▶ [WHAT TO PRODUCE] Look in the material below for the line with "filename crates/core/tests/capture_session.rs" and the line with "fn create_video(&self, _options: &VideoElementOptions)", then set down exactly those two lines and all lines between, nothing more.

▶ [RECORDS SUPPLIED]
------------------------------------

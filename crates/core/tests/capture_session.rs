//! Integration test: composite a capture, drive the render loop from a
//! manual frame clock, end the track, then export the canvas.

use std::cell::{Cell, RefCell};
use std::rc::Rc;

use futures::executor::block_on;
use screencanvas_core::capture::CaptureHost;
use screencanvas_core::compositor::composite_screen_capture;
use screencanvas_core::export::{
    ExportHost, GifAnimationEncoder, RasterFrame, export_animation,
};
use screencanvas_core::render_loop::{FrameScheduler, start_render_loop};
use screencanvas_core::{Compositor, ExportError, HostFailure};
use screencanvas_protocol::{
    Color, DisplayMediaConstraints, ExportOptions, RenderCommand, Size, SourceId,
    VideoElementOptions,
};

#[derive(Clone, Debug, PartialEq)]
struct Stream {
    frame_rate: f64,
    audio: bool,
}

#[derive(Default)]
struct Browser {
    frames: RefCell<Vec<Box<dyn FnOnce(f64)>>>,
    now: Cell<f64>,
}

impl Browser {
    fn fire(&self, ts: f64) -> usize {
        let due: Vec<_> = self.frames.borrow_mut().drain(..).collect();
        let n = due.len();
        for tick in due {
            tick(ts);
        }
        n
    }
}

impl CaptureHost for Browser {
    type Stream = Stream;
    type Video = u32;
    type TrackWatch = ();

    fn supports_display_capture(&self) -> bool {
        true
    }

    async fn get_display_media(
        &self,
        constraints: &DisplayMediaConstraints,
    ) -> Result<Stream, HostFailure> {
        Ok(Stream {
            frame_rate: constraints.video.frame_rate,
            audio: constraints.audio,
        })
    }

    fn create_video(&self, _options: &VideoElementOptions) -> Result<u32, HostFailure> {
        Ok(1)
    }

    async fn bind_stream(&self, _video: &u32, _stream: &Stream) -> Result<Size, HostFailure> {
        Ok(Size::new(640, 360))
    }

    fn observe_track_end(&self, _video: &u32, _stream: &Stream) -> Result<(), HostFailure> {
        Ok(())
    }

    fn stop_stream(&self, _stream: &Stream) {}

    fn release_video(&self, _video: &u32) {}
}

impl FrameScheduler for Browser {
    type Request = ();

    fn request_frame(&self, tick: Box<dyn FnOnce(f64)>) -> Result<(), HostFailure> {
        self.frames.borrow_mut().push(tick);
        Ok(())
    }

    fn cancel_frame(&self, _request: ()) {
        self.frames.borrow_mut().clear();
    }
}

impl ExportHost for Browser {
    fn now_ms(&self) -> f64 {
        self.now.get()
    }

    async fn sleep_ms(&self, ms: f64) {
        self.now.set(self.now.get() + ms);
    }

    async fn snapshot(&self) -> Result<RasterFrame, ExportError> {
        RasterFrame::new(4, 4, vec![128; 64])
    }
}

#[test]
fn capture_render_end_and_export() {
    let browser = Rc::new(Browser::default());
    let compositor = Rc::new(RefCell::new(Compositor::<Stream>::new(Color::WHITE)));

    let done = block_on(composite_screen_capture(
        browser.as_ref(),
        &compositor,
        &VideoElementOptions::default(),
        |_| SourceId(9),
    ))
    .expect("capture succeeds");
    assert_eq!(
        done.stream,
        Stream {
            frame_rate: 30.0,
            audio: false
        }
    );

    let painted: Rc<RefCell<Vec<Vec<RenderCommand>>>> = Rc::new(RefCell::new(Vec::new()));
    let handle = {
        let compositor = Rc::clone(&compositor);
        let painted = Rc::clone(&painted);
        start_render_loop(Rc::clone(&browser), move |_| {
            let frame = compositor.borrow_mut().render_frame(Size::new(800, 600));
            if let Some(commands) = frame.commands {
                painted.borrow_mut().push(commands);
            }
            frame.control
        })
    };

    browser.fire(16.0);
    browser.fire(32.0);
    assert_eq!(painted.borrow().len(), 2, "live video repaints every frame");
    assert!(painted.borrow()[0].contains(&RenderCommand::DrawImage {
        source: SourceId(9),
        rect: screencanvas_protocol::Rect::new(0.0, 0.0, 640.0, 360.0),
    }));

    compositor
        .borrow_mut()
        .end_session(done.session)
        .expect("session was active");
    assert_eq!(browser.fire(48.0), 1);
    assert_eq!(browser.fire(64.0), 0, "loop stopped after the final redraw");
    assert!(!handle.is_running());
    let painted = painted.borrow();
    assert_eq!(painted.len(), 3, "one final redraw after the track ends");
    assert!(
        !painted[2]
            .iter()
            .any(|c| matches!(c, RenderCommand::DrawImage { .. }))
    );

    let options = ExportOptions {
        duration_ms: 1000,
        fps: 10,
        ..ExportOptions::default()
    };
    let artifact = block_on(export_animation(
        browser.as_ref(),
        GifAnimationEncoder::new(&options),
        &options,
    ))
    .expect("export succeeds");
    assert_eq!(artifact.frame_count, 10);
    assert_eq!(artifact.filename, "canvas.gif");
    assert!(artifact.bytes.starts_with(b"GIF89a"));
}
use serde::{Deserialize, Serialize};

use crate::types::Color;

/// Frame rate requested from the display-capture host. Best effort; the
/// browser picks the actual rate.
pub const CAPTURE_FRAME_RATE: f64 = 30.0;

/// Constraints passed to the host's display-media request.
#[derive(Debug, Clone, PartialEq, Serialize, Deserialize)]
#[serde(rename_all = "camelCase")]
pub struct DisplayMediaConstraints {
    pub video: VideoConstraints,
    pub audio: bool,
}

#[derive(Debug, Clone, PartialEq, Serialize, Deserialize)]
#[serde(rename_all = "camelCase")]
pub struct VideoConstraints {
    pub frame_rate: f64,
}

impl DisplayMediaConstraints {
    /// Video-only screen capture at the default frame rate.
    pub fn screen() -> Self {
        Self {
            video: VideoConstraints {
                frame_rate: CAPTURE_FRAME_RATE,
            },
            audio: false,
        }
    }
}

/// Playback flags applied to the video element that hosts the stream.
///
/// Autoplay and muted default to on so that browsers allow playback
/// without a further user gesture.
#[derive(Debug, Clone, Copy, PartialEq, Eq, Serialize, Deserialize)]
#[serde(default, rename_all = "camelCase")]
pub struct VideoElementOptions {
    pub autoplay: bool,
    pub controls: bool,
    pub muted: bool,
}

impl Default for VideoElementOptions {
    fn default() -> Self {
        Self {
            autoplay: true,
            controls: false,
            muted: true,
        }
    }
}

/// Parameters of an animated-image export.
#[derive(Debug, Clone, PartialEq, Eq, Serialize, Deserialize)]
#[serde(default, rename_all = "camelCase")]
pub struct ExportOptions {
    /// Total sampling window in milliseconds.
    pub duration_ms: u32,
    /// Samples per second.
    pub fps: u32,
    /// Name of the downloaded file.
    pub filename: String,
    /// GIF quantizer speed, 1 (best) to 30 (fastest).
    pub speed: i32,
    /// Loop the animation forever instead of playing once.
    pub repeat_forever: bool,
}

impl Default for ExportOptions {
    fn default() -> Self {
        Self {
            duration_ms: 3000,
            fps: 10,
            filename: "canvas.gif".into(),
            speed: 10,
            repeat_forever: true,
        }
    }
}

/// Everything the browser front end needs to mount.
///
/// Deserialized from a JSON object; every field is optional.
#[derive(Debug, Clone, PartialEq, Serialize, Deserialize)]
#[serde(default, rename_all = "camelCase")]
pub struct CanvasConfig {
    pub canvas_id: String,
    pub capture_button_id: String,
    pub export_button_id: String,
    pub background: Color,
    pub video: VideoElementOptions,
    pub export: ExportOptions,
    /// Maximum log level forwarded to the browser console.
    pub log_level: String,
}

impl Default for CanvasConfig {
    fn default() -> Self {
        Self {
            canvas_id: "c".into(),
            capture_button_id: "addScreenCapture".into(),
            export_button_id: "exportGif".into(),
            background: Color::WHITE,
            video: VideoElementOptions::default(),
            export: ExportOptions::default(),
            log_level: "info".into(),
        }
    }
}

------------------------------------

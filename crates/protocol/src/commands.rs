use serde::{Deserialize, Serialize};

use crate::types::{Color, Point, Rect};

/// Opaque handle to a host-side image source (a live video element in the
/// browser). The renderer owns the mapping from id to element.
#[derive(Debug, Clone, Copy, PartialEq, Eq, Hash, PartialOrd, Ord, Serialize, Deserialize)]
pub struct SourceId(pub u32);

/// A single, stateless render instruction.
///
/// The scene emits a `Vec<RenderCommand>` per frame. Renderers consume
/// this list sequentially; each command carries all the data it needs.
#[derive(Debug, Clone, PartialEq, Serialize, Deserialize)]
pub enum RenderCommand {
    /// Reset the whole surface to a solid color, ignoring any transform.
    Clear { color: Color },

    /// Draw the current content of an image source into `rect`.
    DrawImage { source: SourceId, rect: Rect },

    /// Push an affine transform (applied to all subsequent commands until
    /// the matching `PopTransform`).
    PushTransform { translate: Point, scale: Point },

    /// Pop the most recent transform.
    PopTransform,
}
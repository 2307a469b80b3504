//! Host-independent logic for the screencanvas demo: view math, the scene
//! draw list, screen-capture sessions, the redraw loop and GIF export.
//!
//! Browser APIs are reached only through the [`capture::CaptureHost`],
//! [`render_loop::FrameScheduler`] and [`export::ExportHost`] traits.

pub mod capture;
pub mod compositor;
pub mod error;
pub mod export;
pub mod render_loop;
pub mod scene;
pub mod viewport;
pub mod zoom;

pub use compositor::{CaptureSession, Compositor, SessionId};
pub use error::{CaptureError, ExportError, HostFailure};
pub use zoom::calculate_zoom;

------------------------------------

▶ [RESPONSE TO THIS EXERCISE]
filename crates/core/tests/capture_session.rs
//! Integration test: composite a capture, drive the render loop from a
//! manual frame clock, end the track, then export the canvas.

use std::cell::{Cell, RefCell};
use std::rc::Rc;

use futures::executor::block_on;
use screencanvas_core::capture::CaptureHost;
use screencanvas_core::compositor::composite_screen_capture;
use screencanvas_core::export::{
    ExportHost, GifAnimationEncoder, RasterFrame, export_animation,
};
use screencanvas_core::render_loop::{FrameScheduler, start_render_loop};
use screencanvas_core::{Compositor, ExportError, HostFailure};
use screencanvas_protocol::{
    Color, DisplayMediaConstraints, ExportOptions, RenderCommand, Size, SourceId,
    VideoElementOptions,
};

#[derive(Clone, Debug, PartialEq)]
struct Stream {
    frame_rate: f64,
    audio: bool,
}

#[derive(Default)]
struct Browser {
    frames: RefCell<Vec<Box<dyn FnOnce(f64)>>>,
    now: Cell<f64>,
}

impl Browser {
    fn fire(&self, ts: f64) -> usize {
        let due: Vec<_> = self.frames.borrow_mut().drain(..).collect();
        let n = due.len();
        for tick in due {
            tick(ts);
        }
        n
    }
}

impl CaptureHost for Browser {
    type Stream = Stream;
    type Video = u32;
    type TrackWatch = ();

    fn supports_display_capture(&self) -> bool {
        true
    }

    async fn get_display_media(
        &self,
        constraints: &DisplayMediaConstraints,
    ) -> Result<Stream, HostFailure> {
        Ok(Stream {
            frame_rate: constraints.video.frame_rate,
            audio: constraints.audio,
        })
    }

    fn create_video(&self, _options: &VideoElementOptions) -> Result<u32, HostFailure> {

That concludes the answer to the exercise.